§ What the task asks
Character for character, give back every line below.
Extracted entries START
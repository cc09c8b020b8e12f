//! Guards - per-registration predicates over the runtime switch tokens.
//!
//! A route definition may end in one bracketed clause, e.g.
//! `fetch/target[level > "2"]`. The clause attaches to that single handler
//! registration; at dispatch the registrations at the matched node are
//! scanned in registration order and the first whose guard holds wins.

use std::cmp::Ordering;

use crate::error::DefinitionError;
use crate::switch::expr::{SwitchExpression, strip_quotes};
use crate::switch::registry::SwitchScope;

/// Comparison operator inside a guard clause.
#[derive(Debug, Clone, Copy, PartialEq, Eq)]
pub enum CompareOp {
    Eq,
    Ne,
    Gt,
    Lt,
    Ge,
    Le,
}

impl CompareOp {
    fn holds(self, ordering: Ordering) -> bool {
        match self {
            CompareOp::Eq => ordering == Ordering::Equal,
            CompareOp::Ne => ordering != Ordering::Equal,
            CompareOp::Gt => ordering == Ordering::Greater,
            CompareOp::Lt => ordering == Ordering::Less,
            CompareOp::Ge => ordering != Ordering::Less,
            CompareOp::Le => ordering != Ordering::Greater,
        }
    }
}

/// Predicate attached to one handler registration.
#[derive(Debug, Clone, PartialEq, Eq)]
pub enum Guard {
    /// No clause was given; matches every dispatch.
    Always,

    /// `identifier <op> value` - compares the runtime value of one switch
    /// token against a literal.
    Compare {
        variable: String,
        op: CompareOp,
        value: String,
    },
}

impl Guard {
    /// Parse the inside of a bracketed guard clause.
    ///
    /// The identifier obeys the same rules as a switch variable (no
    /// internal whitespace) and the literal gets the same one-layer quote
    /// stripping as a switch value.
    pub fn parse(clause: &str) -> Result<Self, DefinitionError> {
        let malformed = |reason: &str| DefinitionError::MalformedGuard {
            clause: clause.to_string(),
            reason: reason.to_string(),
        };

        let op_start = clause
            .find(['=', '!', '>', '<'])
            .ok_or_else(|| malformed("no comparison operator"))?;

        let rest = &clause[op_start..];
        let (op, op_len) = if rest.starts_with(">=") {
            (CompareOp::Ge, 2)
        } else if rest.starts_with("<=") {
            (CompareOp::Le, 2)
        } else if rest.starts_with("==") {
            (CompareOp::Eq, 2)
        } else if rest.starts_with("!=") {
            (CompareOp::Ne, 2)
        } else if rest.starts_with('>') {
            (CompareOp::Gt, 1)
        } else if rest.starts_with('<') {
            (CompareOp::Lt, 1)
        } else if rest.starts_with('=') {
            (CompareOp::Eq, 1)
        } else {
            return Err(malformed("unrecognized comparison operator"));
        };

        let variable = clause[..op_start].trim().to_string();
        if variable.is_empty() {
            return Err(malformed("missing switch identifier"));
        }
        if variable.chars().any(char::is_whitespace) {
            return Err(DefinitionError::WhitespaceInVariable { variable });
        }

        let value = strip_quotes(clause[op_start + op_len..].trim()).to_string();
        Ok(Guard::Compare {
            variable,
            op,
            value,
        })
    }

    /// Evaluate against the raw switch tokens of one dispatch.
    ///
    /// The guard's variable and each token name are resolved through the
    /// node's visible scope, so `-f` and `--force` denote the same switch
    /// to a guard written with either spelling; names outside the scope
    /// compare as plain text.
    ///
    /// A `Compare` over a switch that was never supplied is false. A bare
    /// token (`--flag`, no inline value) satisfies only the presence check
    /// `= "true"`; ordering comparisons need an inline value. When both
    /// sides parse as integers the comparison is numeric, otherwise
    /// byte-wise on characters.
    pub fn matches(&self, tokens: &[SwitchExpression], scope: &SwitchScope<'_>) -> bool {
        match self {
            Guard::Always => true,
            Guard::Compare {
                variable,
                op,
                value,
            } => {
                let canonical = |name: &str| {
                    scope
                        .resolve(name)
                        .map(|def| def.display_name().to_string())
                        .unwrap_or_else(|| name.to_string())
                };
                let wanted = canonical(variable);
                let Some(token) = tokens.iter().rev().find(|t| canonical(t.variable()) == wanted)
                else {
                    return false;
                };
                let Some(actual) = token.value() else {
                    return *op == CompareOp::Eq && value == "true";
                };
                op.holds(compare_values(actual, value))
            }
        }
    }
}

fn compare_values(left: &str, right: &str) -> Ordering {
    match (left.parse::<i64>(), right.parse::<i64>()) {
        (Ok(l), Ok(r)) => l.cmp(&r),
        _ => left.cmp(right),
    }
}

// ============================================================================
// Tests
// ============================================================================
Extracted entries END
§ Solution below
repository cc09c8b020b8e12f
//! Guards - per-registration predicates over the runtime switch tokens.
//!
//! A route definition may end in one bracketed clause, e.g.
//! `fetch/target[level > "2"]`. The clause attaches to that single handler
//! registration; at dispatch the registrations at the matched node are
//! scanned in registration order and the first whose guard holds wins.

use std::cmp::Ordering;

use crate::error::DefinitionError;
use crate::switch::expr::{SwitchExpression, strip_quotes};
use crate::switch::registry::SwitchScope;

/// Comparison operator inside a guard clause.
#[derive(Debug, Clone, Copy, PartialEq, Eq)]
pub enum CompareOp {
    Eq,
    Ne,
    Gt,
    Lt,
    Ge,
    Le,
}

impl CompareOp {
    fn holds(self, ordering: Ordering) -> bool {
        match self {
            CompareOp::Eq => ordering == Ordering::Equal,
            CompareOp::Ne => ordering != Ordering::Equal,
            CompareOp::Gt => ordering == Ordering::Greater,
            CompareOp::Lt => ordering == Ordering::Less,
            CompareOp::Ge => ordering != Ordering::Less,
            CompareOp::Le => ordering != Ordering::Greater,
        }
    }
}

/// Predicate attached to one handler registration.
#[derive(Debug, Clone, PartialEq, Eq)]
pub enum Guard {
    /// No clause was given; matches every dispatch.
    Always,

    /// `identifier <op> value` - compares the runtime value of one switch
    /// token against a literal.
    Compare {
        variable: String,
        op: CompareOp,
        value: String,
    },
}

impl Guard {
    /// Parse the inside of a bracketed guard clause.
    ///
    /// The identifier obeys the same rules as a switch variable (no
    /// internal whitespace) and the literal gets the same one-layer quote
    /// stripping as a switch value.
    pub fn parse(clause: &str) -> Result<Self, DefinitionError> {
        let malformed = |reason: &str| DefinitionError::MalformedGuard {
            clause: clause.to_string(),
            reason: reason.to_string(),
        };

        let op_start = clause
            .find(['=', '!', '>', '<'])
            .ok_or_else(|| malformed("no comparison operator"))?;

        let rest = &clause[op_start..];
        let (op, op_len) = if rest.starts_with(">=") {
            (CompareOp::Ge, 2)
        } else if rest.starts_with("<=") {
            (CompareOp::Le, 2)
        } else if rest.starts_with("==") {
            (CompareOp::Eq, 2)
        } else if rest.starts_with("!=") {
            (CompareOp::Ne, 2)
        } else if rest.starts_with('>') {
            (CompareOp::Gt, 1)
        } else if rest.starts_with('<') {
            (CompareOp::Lt, 1)
        } else if rest.starts_with('=') {
            (CompareOp::Eq, 1)
        } else {
            return Err(malformed("unrecognized comparison operator"));
        };

        let variable = clause[..op_start].trim().to_string();
        if variable.is_empty() {
            return Err(malformed("missing switch identifier"));
        }
        if variable.chars().any(char::is_whitespace) {
            return Err(DefinitionError::WhitespaceInVariable { variable });
        }

        let value = strip_quotes(clause[op_start + op_len..].trim()).to_string();
        Ok(Guard::Compare {
            variable,
            op,
            value,
        })
    }

    /// Evaluate against the raw switch tokens of one dispatch.
    ///
    /// The guard's variable and each token name are resolved through the
    /// node's visible scope, so `-f` and `--force` denote the same switch
    /// to a guard written with either spelling; names outside the scope
    /// compare as plain text.
    ///
    /// A `Compare` over a switch that was never supplied is false. A bare
    /// token (`--flag`, no inline value) satisfies only the presence check
    /// `= "true"`; ordering comparisons need an inline value. When both
    /// sides parse as integers the comparison is numeric, otherwise
    /// byte-wise on characters.
    pub fn matches(&self, tokens: &[SwitchExpression], scope: &SwitchScope<'_>) -> bool {
        match self {
            Guard::Always => true,
            Guard::Compare {
                variable,
                op,
                value,
            } => {
                let canonical = |name: &str| {
                    scope
                        .resolve(name)
                        .map(|def| def.display_name().to_string())
                        .unwrap_or_else(|| name.to_string())
                };
                let wanted = canonical(variable);
                let Some(token) = tokens.iter().rev().find(|t| canonical(t.variable()) == wanted)
                else {
                    return false;
                };
                let Some(actual) = token.value() else {
                    return *op == CompareOp::Eq && value == "true";
                };
                op.holds(compare_values(actual, value))
            }
        }
    }
}

fn compare_values(left: &str, right: &str) -> Ordering {
    match (left.parse::<i64>(), right.parse::<i64>()) {
        (Ok(l), Ok(r)) => l.cmp(&r),
        _ => left.cmp(right),
    }
}

// ============================================================================
// Tests
// ============================================================================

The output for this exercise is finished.